What the task asks: Print the records below from the first line through the line containing "pub mod services;", both included, word for word.

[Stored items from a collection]

:::

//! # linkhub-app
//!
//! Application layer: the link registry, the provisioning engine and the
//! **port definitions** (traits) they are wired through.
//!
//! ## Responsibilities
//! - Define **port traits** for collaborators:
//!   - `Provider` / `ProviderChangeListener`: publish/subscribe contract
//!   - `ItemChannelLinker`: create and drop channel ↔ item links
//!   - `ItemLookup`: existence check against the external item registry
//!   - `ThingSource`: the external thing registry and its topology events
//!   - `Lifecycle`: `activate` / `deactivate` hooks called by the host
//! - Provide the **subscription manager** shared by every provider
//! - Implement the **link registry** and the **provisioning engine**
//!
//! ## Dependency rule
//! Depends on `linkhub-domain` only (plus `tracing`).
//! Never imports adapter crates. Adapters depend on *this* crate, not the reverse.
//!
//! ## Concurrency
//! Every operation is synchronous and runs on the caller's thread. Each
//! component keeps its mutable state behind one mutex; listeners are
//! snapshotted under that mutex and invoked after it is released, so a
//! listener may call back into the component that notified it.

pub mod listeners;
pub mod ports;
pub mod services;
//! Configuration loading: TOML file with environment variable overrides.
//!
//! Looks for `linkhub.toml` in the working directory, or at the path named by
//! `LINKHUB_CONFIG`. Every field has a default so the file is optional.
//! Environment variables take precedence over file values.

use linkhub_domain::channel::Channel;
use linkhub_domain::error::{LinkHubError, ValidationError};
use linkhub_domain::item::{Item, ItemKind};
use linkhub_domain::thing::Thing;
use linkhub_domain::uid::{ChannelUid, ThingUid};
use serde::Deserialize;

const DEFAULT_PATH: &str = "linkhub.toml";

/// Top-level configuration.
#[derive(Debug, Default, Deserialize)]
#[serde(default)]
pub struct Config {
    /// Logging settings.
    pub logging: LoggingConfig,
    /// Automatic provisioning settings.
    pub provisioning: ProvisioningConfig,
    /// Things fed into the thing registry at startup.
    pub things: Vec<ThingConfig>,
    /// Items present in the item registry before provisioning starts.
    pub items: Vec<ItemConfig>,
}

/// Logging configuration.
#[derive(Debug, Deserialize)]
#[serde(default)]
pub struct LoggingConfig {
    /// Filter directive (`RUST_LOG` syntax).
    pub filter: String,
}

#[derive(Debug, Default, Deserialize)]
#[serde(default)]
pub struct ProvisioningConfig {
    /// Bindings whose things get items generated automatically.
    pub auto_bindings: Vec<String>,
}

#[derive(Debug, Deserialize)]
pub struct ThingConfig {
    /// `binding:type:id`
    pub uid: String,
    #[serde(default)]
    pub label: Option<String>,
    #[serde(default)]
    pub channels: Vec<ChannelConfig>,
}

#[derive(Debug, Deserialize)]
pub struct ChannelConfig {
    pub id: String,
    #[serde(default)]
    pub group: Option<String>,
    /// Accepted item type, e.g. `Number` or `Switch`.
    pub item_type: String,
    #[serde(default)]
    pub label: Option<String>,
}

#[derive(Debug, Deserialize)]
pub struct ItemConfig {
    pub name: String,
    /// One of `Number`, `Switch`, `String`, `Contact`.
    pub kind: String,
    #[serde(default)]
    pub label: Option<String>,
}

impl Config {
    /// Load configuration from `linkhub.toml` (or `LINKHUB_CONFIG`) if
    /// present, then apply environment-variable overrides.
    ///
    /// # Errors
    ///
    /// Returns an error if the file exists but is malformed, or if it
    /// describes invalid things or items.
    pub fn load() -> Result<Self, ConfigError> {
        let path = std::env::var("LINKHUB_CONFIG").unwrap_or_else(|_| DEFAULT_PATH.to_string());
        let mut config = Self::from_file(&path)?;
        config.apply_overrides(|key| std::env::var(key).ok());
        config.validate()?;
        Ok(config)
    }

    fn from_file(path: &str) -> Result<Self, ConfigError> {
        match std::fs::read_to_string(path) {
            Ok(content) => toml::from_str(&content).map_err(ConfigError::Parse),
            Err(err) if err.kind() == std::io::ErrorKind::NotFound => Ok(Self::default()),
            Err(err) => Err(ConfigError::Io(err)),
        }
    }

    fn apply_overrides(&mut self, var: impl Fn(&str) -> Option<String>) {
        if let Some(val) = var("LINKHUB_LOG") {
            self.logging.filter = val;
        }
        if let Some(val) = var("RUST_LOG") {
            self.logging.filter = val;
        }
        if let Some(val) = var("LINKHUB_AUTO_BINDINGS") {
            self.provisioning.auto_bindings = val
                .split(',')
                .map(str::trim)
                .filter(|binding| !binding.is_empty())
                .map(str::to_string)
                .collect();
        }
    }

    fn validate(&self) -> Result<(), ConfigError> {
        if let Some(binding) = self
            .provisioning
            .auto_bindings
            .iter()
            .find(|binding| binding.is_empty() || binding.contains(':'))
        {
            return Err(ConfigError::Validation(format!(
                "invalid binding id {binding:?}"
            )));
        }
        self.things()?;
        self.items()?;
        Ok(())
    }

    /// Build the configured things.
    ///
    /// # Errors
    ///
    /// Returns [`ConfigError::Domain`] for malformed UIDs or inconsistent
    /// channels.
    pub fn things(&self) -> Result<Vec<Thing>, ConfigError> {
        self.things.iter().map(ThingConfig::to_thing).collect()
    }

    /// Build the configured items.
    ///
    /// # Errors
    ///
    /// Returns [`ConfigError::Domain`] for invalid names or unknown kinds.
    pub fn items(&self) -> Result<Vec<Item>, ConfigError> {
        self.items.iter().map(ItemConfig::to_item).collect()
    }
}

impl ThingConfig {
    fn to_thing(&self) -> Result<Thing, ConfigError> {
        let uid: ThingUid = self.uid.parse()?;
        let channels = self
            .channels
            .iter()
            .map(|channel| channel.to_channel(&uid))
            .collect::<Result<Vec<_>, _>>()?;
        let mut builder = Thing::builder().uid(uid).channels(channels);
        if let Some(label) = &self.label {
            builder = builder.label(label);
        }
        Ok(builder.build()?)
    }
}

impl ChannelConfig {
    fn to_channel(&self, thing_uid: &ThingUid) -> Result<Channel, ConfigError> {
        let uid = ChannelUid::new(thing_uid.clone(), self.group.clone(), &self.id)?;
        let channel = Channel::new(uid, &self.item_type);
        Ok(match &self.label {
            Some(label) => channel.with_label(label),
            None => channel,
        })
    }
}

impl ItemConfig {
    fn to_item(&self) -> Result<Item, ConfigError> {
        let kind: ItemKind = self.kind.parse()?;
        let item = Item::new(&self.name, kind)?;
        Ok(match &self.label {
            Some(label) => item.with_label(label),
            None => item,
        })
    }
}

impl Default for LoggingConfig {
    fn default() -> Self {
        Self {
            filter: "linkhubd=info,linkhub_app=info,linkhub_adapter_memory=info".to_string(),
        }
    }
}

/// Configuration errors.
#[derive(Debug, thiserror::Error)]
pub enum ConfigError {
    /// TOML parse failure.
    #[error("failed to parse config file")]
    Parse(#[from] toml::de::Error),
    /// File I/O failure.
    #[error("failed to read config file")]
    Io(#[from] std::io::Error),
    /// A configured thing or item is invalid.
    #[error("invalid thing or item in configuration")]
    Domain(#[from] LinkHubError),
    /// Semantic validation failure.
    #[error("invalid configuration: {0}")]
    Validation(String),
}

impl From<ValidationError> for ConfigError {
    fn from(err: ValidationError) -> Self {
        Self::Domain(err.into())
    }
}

:::

The completed task:
//! # linkhub-app
//!
//! Application layer: the link registry, the provisioning engine and the
//! **port definitions** (traits) they are wired through.
//!
//! ## Responsibilities
//! - Define **port traits** for collaborators:
//!   - `Provider` / `ProviderChangeListener`: publish/subscribe contract
//!   - `ItemChannelLinker`: create and drop channel ↔ item links
//!   - `ItemLookup`: existence check against the external item registry
//!   - `ThingSource`: the external thing registry and its topology events
//!   - `Lifecycle`: `activate` / `deactivate` hooks called by the host
//! - Provide the **subscription manager** shared by every provider
//! - Implement the **link registry** and the **provisioning engine**
//!
//! ## Dependency rule
//! Depends on `linkhub-domain` only (plus `tracing`).
//! Never imports adapter crates. Adapters depend on *this* crate, not the reverse.
//!
//! ## Concurrency
//! Every operation is synchronous and runs on the caller's thread. Each
//! component keeps its mutable state behind one mutex; listeners are
//! snapshotted under that mutex and invoked after it is released, so a
//! listener may call back into the component that notified it.

pub mod listeners;
pub mod ports;
pub mod services;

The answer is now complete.